(Beginning of Source records)

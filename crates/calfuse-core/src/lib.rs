//! Core types: provider ids, unified events, time windows, tracing

pub mod event;
pub mod time;
pub mod tracing;

pub use event::{ProviderId, UnifiedEvent, UnknownProviderId, sort_events};
pub use time::TimeWindow;
pub use self::tracing::{TracingConfig, TracingError, TracingOutputFormat, init_tracing};
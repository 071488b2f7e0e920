//! Wire types for the calfuse HTTP API.
//!
//! Every endpoint speaks JSON. Successful calls return one of the response
//! types below; failures return an [`ErrorResponse`] whose [`ErrorKind`]
//! determines the HTTP status.
//!
//! | endpoint                         | success             |
//! |----------------------------------|---------------------|
//! | `GET /auth-url?provider&scope`   | [`AuthUrlResponse`] |
//! | `GET /{provider}-callback`       | [`EventsResponse`]  |
//! | `GET /callback`                  | [`EventsResponse`]  |
//! | `GET /healthz`                   | [`HealthResponse`]  |
//!
//! # Example
//!
//! ```rust
//! use calfuse_protocol::{ErrorKind, ErrorResponse};
//!
//! let error = ErrorResponse::from_kind(ErrorKind::ExpiredRequest);
//! assert_eq!(error.error.http_status(), 400);
//! let json = serde_json::to_string(&error).unwrap();
//! assert_eq!(
//!     json,
//!     r#"{"error":"expired_request","message":"session expired, please reconnect"}"#
//! );
//! ```

mod types;

pub use types::{
    AuthUrlQuery, AuthUrlResponse, CallbackQuery, ErrorKind, ErrorResponse, EventsResponse,
    HealthResponse,
};
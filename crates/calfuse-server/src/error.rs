//! Server error types.

use std::io;

use calfuse_core::TracingError;
use calfuse_providers::ProviderError;
use thiserror::Error;

/// Result type for server operations.
pub type ServerResult<T> = Result<T, ServerError>;

/// Errors that stop the server from starting or running.
#[derive(Debug, Error)]
pub enum ServerError {
    /// IO error (bind, accept, etc.).
    #[error("IO error: {0}")]
    Io(#[from] io::Error),

    /// Provider registry or HTTP client setup failed.
    #[error("Provider setup failed: {0}")]
    Provider(#[from] ProviderError),

    /// Logging could not be initialized.
    #[error("Tracing setup failed: {0}")]
    Tracing(#[from] TracingError),

    /// Configuration error.
    #[error("Configuration error: {message}")]
    Config { message: String },
}

impl ServerError {
    /// Creates a configuration error.
    pub fn config(message: impl Into<String>) -> Self {
        Self::Config {
            message: message.into(),
        }
    }
}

(End of Source records)

Write only the number of lines above that contain "ServerError".

3